Félicette fue una gata callejera de París que viajó al espacio el 18 de octubre de 1963 y regresó sana luego de un vuelo suborbital francés. La felina había sido seleccionada entre 14 gatos para integrar un programa de investigación espacial y despegó a las 8.09 horas en un cohete Véronique AGI, desde una base francesa ubicada en el desierto de Sahara, en Argelia. El trayecto duró 13 minutos, alcanzó 152 kilómetros de altura y terminó con el descenso de la cápsula mediante un paracaídas.
La historia de Félicette quedó ligada a una etapa en la que distintos animales fueron enviados fuera de la atmósfera terrestre antes de los viajes tripulados por personas. Perros, ratas y gatos formaron parte de esos ensayos, aunque no todos lograron sobrevivir a las experiencias. La gata francesa se convirtió en el primer y único felino que llegó al espacio y volvió sin heridas.
Su origen fue muy distinto al de una figura preparada desde el nacimiento para una misión.

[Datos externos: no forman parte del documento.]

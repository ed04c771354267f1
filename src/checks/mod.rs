//! Specialist checkers
//!
//! Each checker reads the immutable page records of one crawl and produces
//! findings plus, for scored tracks, a category score. Checkers never
//! mutate shared state and run concurrently.
//!
//! | Checker | Category | Scored |
//! |---------|----------|--------|
//! | technical | Technical | yes |
//! | content | Content | yes |
//! | onpage | On-Page | yes |
//! | schema | Schema | yes |
//! | performance | Performance | yes (PageSpeed API key required) |
//! | images | Images | yes |
//! | ai_readiness | AI readiness | yes |
//! | sitemap | Technical | findings only |
//! | visual | Technical | findings only, opt-in |

mod ai_readiness;
mod content;
mod images;
mod onpage;
mod performance;
mod schema;
mod sitemap;
mod technical;
mod visual;

pub use ai_readiness::AiReadinessChecker;
pub use content::ContentChecker;
pub use images::ImagesChecker;
pub use onpage::OnPageChecker;
pub use performance::{PerformanceChecker, PAGESPEED_ENDPOINT};
pub use schema::{validate_json_ld, SchemaChecker, SchemaIssue};
pub use sitemap::SitemapChecker;
pub use technical::TechnicalChecker;
pub use visual::{find_browser, VisualChecker};

use crate::config::AuditOptions;
use crate::crawler::{CrawlStats, Fetcher, PageRecord, PageSignals};
use crate::robots::RobotsFile;
use crate::url::Scope;
use async_trait::async_trait;
use serde::Serialize;
use std::fmt;
use std::sync::Arc;

/// Maximum number of evidence entries kept per finding
pub const MAX_EVIDENCE: usize = 8;

/// Reason recorded when a crawl yielded no HTML pages
pub(crate) const NO_HTML_PAGES: &str = "no HTML pages were crawled";

/// Specialist audit tracks
#[derive(Debug, Clone, Copy, PartialEq, Eq, Hash, PartialOrd, Ord, Serialize)]
#[serde(rename_all = "snake_case")]
pub enum Category {
    Technical,
    Content,
    OnPage,
    Schema,
    Performance,
    Images,
    AiReadiness,
}

impl Category {
    /// All categories in weight-table order
    pub const ALL: [Category; 7] = [
        Category::Technical,
        Category::Content,
        Category::OnPage,
        Category::Schema,
        Category::Performance,
        Category::Images,
        Category::AiReadiness,
    ];

    pub fn key(&self) -> &'static str {
        match self {
            Self::Technical => "technical",
            Self::Content => "content",
            Self::OnPage => "onpage",
            Self::Schema => "schema",
            Self::Performance => "performance",
            Self::Images => "images",
            Self::AiReadiness => "ai_readiness",
        }
    }

    pub fn label(&self) -> &'static str {
        match self {
            Self::Technical => "Technical SEO",
            Self::Content => "Content Quality",
            Self::OnPage => "On-Page SEO",
            Self::Schema => "Schema / Structured Data",
            Self::Performance => "Performance",
            Self::Images => "Images",
            Self::AiReadiness => "AI Search Readiness",
        }
    }
}

impl fmt::Display for Category {
    fn fmt(&self, f: &mut fmt::Formatter<'_>) -> fmt::Result {
        write!(f, "{}", self.label())
    }
}

/// Remediation urgency, most urgent first
#[derive(Debug, Clone, Copy, PartialEq, Eq, Hash, PartialOrd, Ord, Serialize)]
#[serde(rename_all = "snake_case")]
pub enum Severity {
    Critical,
    High,
    Medium,
    Low,
}

impl Severity {
    pub const ALL: [Severity; 4] = [
        Severity::Critical,
        Severity::High,
        Severity::Medium,
        Severity::Low,
    ];

    pub fn label(&self) -> &'static str {
        match self {
            Self::Critical => "Critical",
            Self::High => "High",
            Self::Medium => "Medium",
            Self::Low => "Low",
        }
    }
}

impl fmt::Display for Severity {
    fn fmt(&self, f: &mut fmt::Formatter<'_>) -> fmt::Result {
        write!(f, "{}", self.label())
    }
}

/// Estimated work to fix a finding
#[derive(Debug, Clone, Copy, PartialEq, Eq, PartialOrd, Ord, Serialize)]
#[serde(rename_all = "snake_case")]
pub enum Effort {
    Low,
    Medium,
    High,
}

impl Effort {
    pub fn label(&self) -> &'static str {
        match self {
            Self::Low => "Low",
            Self::Medium => "Medium",
            Self::High => "High",
        }
    }
}

/// The page and signal that triggered a finding
#[derive(Debug, Clone, PartialEq, Eq, Serialize)]
pub struct Evidence {
    pub url: String,
    pub signal: String,
}

impl Evidence {
    pub fn new(url: impl Into<String>, signal: impl Into<String>) -> Self {
        Self {
            url: url.into(),
            signal: signal.into(),
        }
    }
}

/// One detected issue
#[derive(Debug, Clone, PartialEq, Serialize)]
pub struct Finding {
    pub category: Category,
    pub severity: Severity,
    pub title: String,
    pub detail: String,
    pub impact: String,
    pub recommendation: String,
    /// At most [`MAX_EVIDENCE`] entries, first occurrence order, no duplicates
    pub evidence: Vec<Evidence>,
    pub effort: Effort,
}

impl Finding {
    pub fn new(
        category: Category,
        severity: Severity,
        title: impl Into<String>,
        detail: impl Into<String>,
    ) -> Self {
        Self {
            category,
            severity,
            title: title.into(),
            detail: detail.into(),
            impact: String::new(),
            recommendation: String::new(),
            evidence: Vec::new(),
            effort: Effort::Medium,
        }
    }

    pub fn impact(mut self, impact: impl Into<String>) -> Self {
        self.impact = impact.into();
        self
    }

    pub fn recommendation(mut self, recommendation: impl Into<String>) -> Self {
        self.recommendation = recommendation.into();
        self
    }

    pub fn effort(mut self, effort: Effort) -> Self {
        self.effort = effort;
        self
    }

    pub fn evidence(mut self, evidence: impl IntoIterator<Item = Evidence>) -> Self {
        for item in evidence {
            if self.evidence.len() >= MAX_EVIDENCE {
                break;
            }
            if !self.evidence.contains(&item) {
                self.evidence.push(item);
            }
        }
        self
    }

    /// Ordering used by every report: severity, then title
    pub fn sort_key(&self) -> (Severity, &str) {
        (self.severity, self.title.as_str())
    }
}

/// Health score of one category
#[derive(Debug, Clone, PartialEq, Serialize)]
#[serde(tag = "status", rename_all = "snake_case")]
pub enum CategoryScore {
    Measured { score: f64 },
    NotMeasured { reason: String },
}

impl CategoryScore {
    /// A measured score, clamped to [0, 100] and rounded to one decimal
    pub fn measured(score: f64) -> Self {
        Self::Measured {
            score: round1(score.clamp(0.0, 100.0)),
        }
    }

    pub fn not_measured(reason: impl Into<String>) -> Self {
        Self::NotMeasured {
            reason: reason.into(),
        }
    }

    pub fn value(&self) -> Option<f64> {
        match self {
            Self::Measured { score } => Some(*score),
            Self::NotMeasured { .. } => None,
        }
    }

    pub fn is_measured(&self) -> bool {
        matches!(self, Self::Measured { .. })
    }
}

/// Output of one checker
#[derive(Debug, Clone, Serialize)]
pub struct CheckerReport {
    pub checker: String,
    pub category: Category,
    /// Whether `score` takes part in the overall score
    pub contributes_score: bool,
    /// `None` for findings-only checkers that ran
    pub score: Option<CategoryScore>,
    pub findings: Vec<Finding>,
    /// Files written by the checker, relative to the output directory
    pub artifacts: Vec<String>,
}

impl CheckerReport {
    pub fn scored(checker: &dyn Checker, score: CategoryScore, findings: Vec<Finding>) -> Self {
        Self {
            checker: checker.name().to_string(),
            category: checker.category(),
            contributes_score: checker.contributes_score(),
            score: Some(score),
            findings,
            artifacts: Vec::new(),
        }
    }

    pub fn findings_only(checker: &dyn Checker, findings: Vec<Finding>) -> Self {
        Self {
            checker: checker.name().to_string(),
            category: checker.category(),
            contributes_score: checker.contributes_score(),
            score: None,
            findings,
            artifacts: Vec::new(),
        }
    }
}

/// Settings the checkers read from the audit options
#[derive(Debug, Clone, Default)]
pub struct CheckOptions {
    pub pagespeed_api_key: Option<String>,
    pub include_visual: bool,
    pub screenshot_dir: Option<std::path::PathBuf>,
    pub timeout: std::time::Duration,
}

impl CheckOptions {
    pub fn from_options(options: &AuditOptions) -> Self {
        Self {
            pagespeed_api_key: options.pagespeed_api_key.clone(),
            include_visual: options.include_visual,
            screenshot_dir: options.screenshot_dir.clone(),
            timeout: options.timeout(),
        }
    }
}

/// Everything a checker may read
pub struct AuditContext {
    pub scope: Scope,
    pub pages: Vec<PageRecord>,
    pub stats: CrawlStats,
    pub robots: RobotsFile,
    /// Guarded fetcher for auxiliary site files (sitemaps, llms.txt)
    pub fetcher: Arc<dyn Fetcher>,
    pub options: CheckOptions,
}

impl AuditContext {
    /// Pages that carry parser signals, in crawl order
    pub fn html_pages(&self) -> impl Iterator<Item = (&PageRecord, &PageSignals)> {
        self.pages
            .iter()
            .filter_map(|page| page.signals.as_ref().map(|signals| (page, signals)))
    }

    pub fn html_count(&self) -> usize {
        self.html_pages().count()
    }

    /// The first record of the crawl if it was fetched successfully
    pub fn homepage(&self) -> Option<&PageRecord> {
        self.pages.first().filter(|page| !page.is_failure())
    }

    /// Whether `path` on the audited origin answers with a status below 400
    pub async fn site_file_exists(&self, path: &str) -> bool {
        let Some(url) = self.scope.site_url(path) else {
            return false;
        };
        match self.fetcher.fetch(&url).await {
            Ok(response) => response.is_success(),
            Err(e) => {
                tracing::debug!("Request to {} failed: {}", url, e);
                false
            }
        }
    }

    /// Evidence for HTML pages matching `predicate`, at most [`MAX_EVIDENCE`]
    pub fn sample<F>(&self, signal: &str, predicate: F) -> Vec<Evidence>
    where
        F: Fn(&PageSignals) -> bool,
    {
        self.html_pages()
            .filter(|(_, signals)| predicate(signals))
            .take(MAX_EVIDENCE)
            .map(|(page, _)| Evidence::new(page.url.clone(), signal))
            .collect()
    }
}

/// One specialist audit track
#[async_trait]
pub trait Checker: Send + Sync {
    fn name(&self) -> &'static str;

    fn category(&self) -> Category;

    /// Findings-only checkers return false
    fn contributes_score(&self) -> bool {
        true
    }

    async fn evaluate(&self, ctx: &AuditContext) -> CheckerReport;
}

/// The checker set for an audit
pub fn default_checkers(options: &CheckOptions) -> Vec<Box<dyn Checker>> {
    let mut checkers: Vec<Box<dyn Checker>> = vec![
        Box::new(TechnicalChecker),
        Box::new(ContentChecker),
        Box::new(OnPageChecker),
        Box::new(SchemaChecker),
        Box::new(PerformanceChecker::new(options.pagespeed_api_key.clone())),
        Box::new(ImagesChecker),
        Box::new(AiReadinessChecker),
        Box::new(SitemapChecker),
    ];
    if options.include_visual {
        checkers.push(Box::new(VisualChecker::new(options.screenshot_dir.clone())));
    }
    checkers
}

/// Runs all checkers concurrently over the same context
///
/// Reports come back in checker order.
pub async fn run_checkers(checkers: &[Box<dyn Checker>], ctx: &AuditContext) -> Vec<CheckerReport> {
    let futures = checkers.iter().map(|checker| async move {
        tracing::debug!("Running {} checker", checker.name());
        let report = checker.evaluate(ctx).await;
        tracing::debug!(
            "{} checker produced {} findings",
            checker.name(),
            report.findings.len()
        );
        report
    });
    futures::future::join_all(futures).await
}

pub(crate) fn round1(value: f64) -> f64 {
    (value * 10.0).round() / 10.0
}

/// `count / total` with an empty total counting as 1
pub(crate) fn ratio(count: usize, total: usize) -> f64 {
    count as f64 / total.max(1) as f64
}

Un vendedor de mascotas la había encontrado en las calles parisinas y, más tarde, fue adquirida por el gobierno francés. No pertenecía a una raza determinada: era una gata callejera que pasó a formar parte de un grupo de animales evaluados para participar en el lanzamiento.

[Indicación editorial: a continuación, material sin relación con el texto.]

const URL_FIELDS: &[&str] = &[
    "url",
    "logo",
    "image",
    "@id",
    "sameas",
    "contenturl",
    "embedurl",
    "thumbnailurl",
];

const DATE_FIELDS: &[&str] = &[
    "datepublished",
    "datemodified",
    "datecreated",
    "uploaddate",
    "startdate",
    "enddate",
];

const REQUIRED_FIELDS: &[(&str, &[&str])] = &[
    ("organization", &["name", "url"]),
    ("localbusiness", &["name", "address"]),
    ("softwareapplication", &["name", "applicationCategory"]),
    ("webapplication", &["name", "applicationCategory"]),
    ("article", &["headline", "author", "datePublished"]),
    ("blogposting", &["headline", "author", "datePublished"]),
    ("newsarticle", &["headline", "datePublished"]),
    ("product", &["name", "offers"]),
    ("service", &["name"]),
    ("faqpage", &["mainEntity"]),
    ("breadcrumblist", &["itemListElement"]),
    ("website", &["name", "url"]),
    ("webpage", &["name"]),
    ("person", &["name"]),
];

/// Penalty per invalid JSON-LD block, and its cap
const INVALID_BLOCK_PENALTY: f64 = 5.0;
const MAX_INVALID_PENALTY: f64 = 25.0;

static PLACEHOLDER_RE: LazyLock<Regex> = LazyLock::new(|| {
    Regex::new(r"(?i)(\[[^\]]+\]|<[^>]+>|__\w+__|\bTBD\b|\bTODO\b)")
        .expect("Failed to compile placeholder regex")
});

static ISO_DATE_RE: LazyLock<Regex> = LazyLock::new(|| {
    Regex::new(r"^\d{4}-\d{2}-\d{2}([Tt ][0-9:\-+.Zz]+)?$").expect("Failed to compile date regex")
});

/// One problem found in a JSON-LD block
#[derive(Debug, Clone, PartialEq, Eq)]
pub enum SchemaIssue {
    InvalidJson(String),
    MissingType,
    ContextNotSchemaOrg { schema_type: String },
    DeprecatedType(String),
    RestrictedType(String),
    MissingProperty { schema_type: String, property: &'static str },
    Placeholder { schema_type: String },
    RelativeUrl { field: String, value: String },
    NonIsoDate { field: String, value: String },
}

La selección de una gata callejera para una misión francesa
Félicette fue examinada junto a otros 13 gatos antes de quedar elegida para el vuelo espacial. Francia había creado su propia agencia espacial en 1961, después de Estados Unidos y la Unión Soviética, hoy Rusia. Especialistas mencionados en relatos sobre ese período vincularon a esa institución con los antecedentes de la actual Agencia Espacial Europea.
En ese contexto, el país puso en marcha entrenamientos y evaluaciones para definir qué animal sería enviado en una misión. La preparación se realizó en el Centre d’Enseignement et de Recherches de Médecine Aéronautique, conocido como CERMA. Allí, los gatos atravesaron pruebas parecidas a las que se aplicaban a astronautas.
Los ensayos incluyeron ejercicios de aceleración, condiciones de falta de gravedad, cápsulas centrífugas de Fuerza g y cámaras de compresión. Durante esa etapa, los responsables no podían asignarles nombres. La intención era evitar vínculos afectivos con los animales, que eran identificados de manera general como astrogatos.
Según medios de divulgación científica, la elección de Félicette respondió a dos condiciones detectadas durante los entrenamientos: tenía un temperamento tranquilo y no presentaba sobrepeso. Además, mediante una intervención quirúrgica, le habían colocado un electrodo para registrar su actividad cerebral.
Ese detalle apareció también en sellos y estampillas de la época que reprodujeron su imagen. Sin embargo, el nombre por el que sería recordada no se usó durante la preparación. La denominación Félicette fue otorgada recién después de que la misión concluyera con éxito.
El vuelo de Félicette al espacio y su regreso a la Tierra
El cohete Véronique AGI despegó el 18 de octubre de 1963 a las 8.09 horas con Félicette dentro de su cápsula. El lanzamiento partió del Centro interarmées d’essais d’engins spéciaux, una base espacial francesa localizada en el desierto de Sahara, en Argelia. La misión fue suborbital y tuvo una duración total de 13 minutos.
Durante el recorrido, el cohete llegó a 152 kilómetros de altura. Félicette permaneció 5 minutos en estado de ingravidez, por lo que flotó dentro de la nave. Después, la cápsula comenzó el descenso y regresó a la Tierra con la ayuda de un paracaídas.
La gata aterrizó sin heridas. Su regreso la ubicó como el primer y único gato que alcanzó el espacio y volvió sano y salvo. Pocos días más tarde, la agencia espacial francesa realizó otro lanzamiento con un segundo gato, aunque esa misión tuvo un desenlace diferente porque el cohete explotó al momento del despegue.
El nombre que volvió a aparecer con sellos y una estatua
Tras el vuelo, el rostro blanco y negro de Félicette circuló en distintos lugares del mundo. Dos meses después de la misión, la gata fue sometida a eutanasia para que se estudiara su cerebro. Con el paso del tiempo, Europa dejó de utilizar animales en vuelos espaciales por motivos éticos.
En 1997 se emitieron sellos en Chad y en otros países africanos con referencias a Félicette. Algunas de esas estampillas, sin embargo, no conservaron correctamente su identidad y la representaron como un gato llamado Felix.
El recuerdo de la gata tuvo una nueva instancia en 2017, cuando comenzó una campaña para financiar un monumento en su homenaje. La recaudación reunió 57.000 dólares y permitió realizar una estatua de bronce.
La escultura está ubicada en la Universidad Internacional del Espacio, en Estrasburgo, Francia. La obra recuerda a Félicette y a su viaje del 18 de octubre de 1963.